How Blockchain will transform the health care industry

The world is changing, for any patient and doctor out there. Let’s look at a standard day in a world where, somewhere in the future, the entire health industry gets revolutionized by blockchain (and the metaverse). It’s a random morning in Milan.

9 am

Marco, our patient and hero, has just arrived in a known Milanese hospital, where he meets the very well-known Doctor Andrea Fanti. Marco shares his personal wallet with Andrea, which contains all his medical records, his past operations, his x-rays, his biometric data, and tests of a lifetime, protected by his own NFT. No one has access to that information unless Marco authorizes their viewing. Andrea notes down the address of Marco’s wallet, where all the exams that will be carried out from now on will be air-dropped, modifying Marco’s dynamic NFT. Everything will be sent in a secure, immutable, and private manner.

10 am

Andrea performs a simple operation, assisted by augmented reality and artificial intelligence (via smart glasses).

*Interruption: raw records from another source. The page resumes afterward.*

//! Local replay frame source.
//!
//! This module provides `ReplaySource` for feeding a session from disk instead of
//! a live camera:
//! - A directory of `.jpg`/`.jpeg` files, replayed once in file-name order
//! - `stub://<name>`: endless synthetic frames for dry runs
//!
//! The replay source never touches the network. A directory replay ends with
//! `Ok(None)` after the last file, the same way a live stream reports end of stream.

use anyhow::{anyhow, Context, Result};
use std::collections::VecDeque;
use std::path::{Path, PathBuf};

use super::{FrameSource, SourceStats};
use crate::frame::Frame;

/// Configuration for a replay source.
#[derive(Clone, Debug)]
pub struct ReplayConfig {
    /// Local directory path, or `stub://<name>` for synthetic frames.
    pub path: String,
    /// Working resolution frames are resized to.
    pub width: u32,
    pub height: u32,
}

impl Default for ReplayConfig {
    fn default() -> Self {
        Self {
            path: "stub://closet".to_string(),
            width: 640,
            height: 360,
        }
    }
}

pub struct ReplaySource {
    config: ReplayConfig,
    mode: ReplayMode,
    frame_count: u64,
    scene_state: u8,
    opened: bool,
}

enum ReplayMode {
    Synthetic,
    Directory(VecDeque<PathBuf>),
}

impl ReplaySource {
    pub fn new(config: ReplayConfig) -> Result<Self> {
        if !is_local_source_path(&config.path) {
            return Err(anyhow!(
                "replay only supports local paths or stub:// (got '{}')",
                config.path
            ));
        }
        let mode = if config.path.starts_with("stub://") {
            ReplayMode::Synthetic
        } else {
            ReplayMode::Directory(VecDeque::new())
        };
        Ok(Self {
            config,
            mode,
            frame_count: 0,
            scene_state: 0,
            opened: false,
        })
    }

    fn synthetic_frame(&mut self) -> Frame {
        let width = self.config.width;
        let height = self.config.height;
        if self.frame_count % 50 == 0 {
            self.scene_state = self.scene_state.wrapping_add(1);
        }
        let pixel_count = (width as usize) * (height as usize) * 3;
        let mut pixels = vec![0u8; pixel_count];
        for (i, pixel) in pixels.iter_mut().enumerate() {
            *pixel = ((i as u64 + self.frame_count + self.scene_state as u64) % 256) as u8;
        }
        Frame::new(pixels, width, height, self.frame_count)
    }
}

impl FrameSource for ReplaySource {
    fn describe(&self) -> String {
        format!("replay:{}", self.config.path)
    }

    fn open(&mut self) -> Result<()> {
        if let ReplayMode::Directory(pending) = &mut self.mode {
            *pending = list_jpeg_files(Path::new(&self.config.path))?.into();
            log::info!(
                "replay source opened {} ({} frames)",
                self.config.path,
                pending.len()
            );
        } else {
            log::info!("replay source opened {} (synthetic)", self.config.path);
        }
        self.opened = true;
        Ok(())
    }

    fn next_frame(&mut self) -> Result<Option<Frame>> {
        if !self.opened {
            return Err(anyhow!("replay source not opened; call open() first"));
        }
        let path = match &mut self.mode {
            ReplayMode::Synthetic => {
                self.frame_count += 1;
                return Ok(Some(self.synthetic_frame()));
            }
            ReplayMode::Directory(pending) => match pending.pop_front() {
                Some(path) => path,
                None => return Ok(None),
            },
        };
        let bytes =
            std::fs::read(&path).with_context(|| format!("read frame {}", path.display()))?;
        self.frame_count += 1;
        let frame = Frame::decode(&bytes, self.frame_count)
            .with_context(|| format!("decode frame {}", path.display()))?;
        frame
            .resized(self.config.width, self.config.height)
            .map(Some)
    }

    fn is_healthy(&self) -> bool {
        self.opened
    }

    fn stats(&self) -> SourceStats {
        SourceStats {
            frames_captured: self.frame_count,
            source: self.config.path.clone(),
        }
    }

    fn close(&mut self) {
        self.opened = false;
        if let ReplayMode::Directory(pending) = &mut self.mode {
            pending.clear();
        }
    }
}

fn list_jpeg_files(dir: &Path) -> Result<Vec<PathBuf>> {
    let entries =
        std::fs::read_dir(dir).with_context(|| format!("open replay dir {}", dir.display()))?;
    let mut files = Vec::new();
    for entry in entries {
        let path = entry?.path();
        let is_jpeg = path
            .extension()
            .and_then(|ext| ext.to_str())
            .map(|ext| ext.eq_ignore_ascii_case("jpg") || ext.eq_ignore_ascii_case("jpeg"))
            .unwrap_or(false);
        if path.is_file() && is_jpeg {
            files.push(path);
        }
    }
    files.sort();
    Ok(files)
}

fn is_local_source_path(path: &str) -> bool {
    if path.trim().is_empty() {
        return false;
    }
    if path.starts_with("stub://") {
        return true;
    }
    !path.contains("://")
}
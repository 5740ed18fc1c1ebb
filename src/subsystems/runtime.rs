//! Component runtime — runs the bot's long-lived parts side by side.
//!
//! A [`Component`] (the Telegram channel, the broadcast scheduler) captures
//! its shared state at construction and is consumed by [`run_components`],
//! which spawns each one on the tokio pool. The first component to fail
//! cancels the shared [`CancellationToken`] so the others wind down too.

use std::future::Future;
use std::pin::Pin;

use tokio::task::JoinSet;
use tokio_util::sync::CancellationToken;
use tracing::{debug, error, info};

use crate::error::AppError;

/// A boxed, owned future returned by [`Component::run`].
pub type ComponentFuture = Pin<Box<dyn Future<Output = Result<(), AppError>> + Send + 'static>>;

pub trait Component: Send + 'static {
    /// Stable identifier used in log messages.
    fn id(&self) -> &str;

    /// Consume the component and return its run-loop. Must return once
    /// `shutdown` is cancelled.
    fn run(self: Box<Self>, shutdown: CancellationToken) -> ComponentFuture;
}

/// Run every component until all have exited; return the first error.
pub async fn run_components(
    components: Vec<Box<dyn Component>>,
    shutdown: CancellationToken,
) -> Result<(), AppError> {
    let mut set: JoinSet<(String, Result<(), AppError>)> = JoinSet::new();

    for component in components {
        let id = component.id().to_string();
        let token = shutdown.clone();
        debug!(component = %id, "spawning component");
        set.spawn(async move { (id, component.run(token).await) });
    }

    let mut first_err: Option<AppError> = None;

    while let Some(res) = set.join_next().await {
        match res {
            Err(e) => {
                error!("component panicked: {e}");
                shutdown.cancel();
                first_err.get_or_insert_with(|| AppError::Comms(format!("component panicked: {e}")));
            }
            Ok((id, Err(e))) => {
                error!(component = %id, "component error: {e}");
                shutdown.cancel();
                first_err.get_or_insert(e);
            }
            Ok((id, Ok(()))) => info!(component = %id, "component stopped"),
        }
    }

    match first_err {
        Some(e) => Err(e),
        None => Ok(()),
    }
}

#[cfg(test)]
mod tests {
    use super::*;

    struct Waits(&'static str);

    impl Component for Waits {
        fn id(&self) -> &str {
            self.0
        }

        fn run(self: Box<Self>, shutdown: CancellationToken) -> ComponentFuture {
            Box::pin(async move {
                shutdown.cancelled().await;
                Ok(())
            })
        }
    }

    struct Fails;

    impl Component for Fails {
        fn id(&self) -> &str {
            "fails"
        }

        fn run(self: Box<Self>, _shutdown: CancellationToken) -> ComponentFuture {
            Box::pin(async { Err(AppError::Comms("boom".into())) })
        }
    }

    #[tokio::test]
    async fn failure_cancels_siblings() {
        let shutdown = CancellationToken::new();
        let res = run_components(vec![Box::new(Waits("a")), Box::new(Fails)], shutdown.clone()).await;
        assert!(res.unwrap_err().to_string().contains("boom"));
        assert!(shutdown.is_cancelled());
    }

    #[tokio::test]
    async fn clean_shutdown_is_ok() {
        let shutdown = CancellationToken::new();
        shutdown.cancel();
        let res = run_components(vec![Box::new(Waits("a")), Box::new(Waits("b"))], shutdown).await;
        assert!(res.is_ok());
    }
}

Thanks (1) to AR, all surgery errors have been reduced to zero, by using (2) the database of millions of similar operations, processed on the spot by AI. The operation is performed in ten minutes, reducing costs and impact on the patient. For all apprentices in the room, the learning time of the procedure is reduced to just a few sessions, thanks again to the combined use of AR and AI.

10.30 am

The entire procedure has been filmed, thanks to a device applied to each doctor’s glasses. The procedure was recorded on the blockchain and dropped automatically into the patient’s wallet. Further tests and x-rays will follow the same principle, to protect the patient, the doctors, and the hospital in the event of a dispute or a mistake. Blockchain works as the ‘black box’ for all activities happening every single second. It’s all publicly available, to those who have permission to access the data. Confidential information is obfuscated, and available to the patient or the doctor only. Andrea uses the video to receive feedback from colleagues, in person or remotely, or to train resident doctors, in person or remotely. The video is made available instantly with all hospitals in the world, taking good care to hide the identity and personal data of the patient. Continuous feedback from abroad and from insiders increases the productivity of the entire department, eliminating the risk of future mistakes.

Noon

In the afternoon Andrea needs to perform a very complex surgery, which requires the use of augmented reality and special glasses, which project the patient’s exams and x-rays from the metaverse, to make them available during the moment of the incision. As always, all the staff simulated the incision 30 minutes before the operation, using the patient’s data, and comparing them with those of similar cases, thanks to the use of AI. A specialist from Chicago connects remotely to follow the most delicate part of the operation, via the metaverse. Before this new process, the operation would have lasted twice as long, with obvious impact on costs and patient post-operative recovery.

3 pm

Once the procedure is completed, Andrea’s resident students and young doctors work in the metaverse (the Virtual Lab) with special glasses and haptic perception tools, to learn how to do the same procedure, receiving feedback from colleagues and professors in real time. The metaverse, made of hardware and software, becomes the only locus in which to learn the theory and practice of any surgery, using aggregate data or simulating an intervention thanks to historical similar cases, and working on the exact copy of an organ, reconstructed digitally (Virtual Reconstruction). Andrea follows the training session from his office. 3D modeling and the metaverse have reduced training costs for all staff by 50%, exponentially accelerating the surgeon’s learning time. All data get recorded on the hospital’s public chain. Doctors get scored from the overall community of experts, rewarding the skilled ones, and helping the others on where exactly they can do better. All of that happens transparently, securely and with data being impossible to hack, thanks to the blockchain’s main features.

4 pm

Andrea now relaxes in his office, while visiting the Dubai Expo, which lives digitally in the metaverse, after having happened IRL last year. Andrea wanted to visit the Italian pavilion, to get inspiration for an upcoming conference in which he will join as a speaker. At the pavilion he meets with a manager of a pharmaceutical company, to discuss some innovations, using digital and interactive renderings in front of them, with which to conduct the meeting in a productive and effective way. The meeting’s exchange is recorded onto the blockchain, so that everyone is protected, especially because it’s taxpayers’ money, in the end. We lied. This is not the future. This is already what is happening already now. The world has already changed. Blockchain (and the metaverse) are the driving force behind the revolution in strategic industries like education, finance and, indeed, health. Welcome to the present. A present, where blockchain runs the world efficiently and effectively.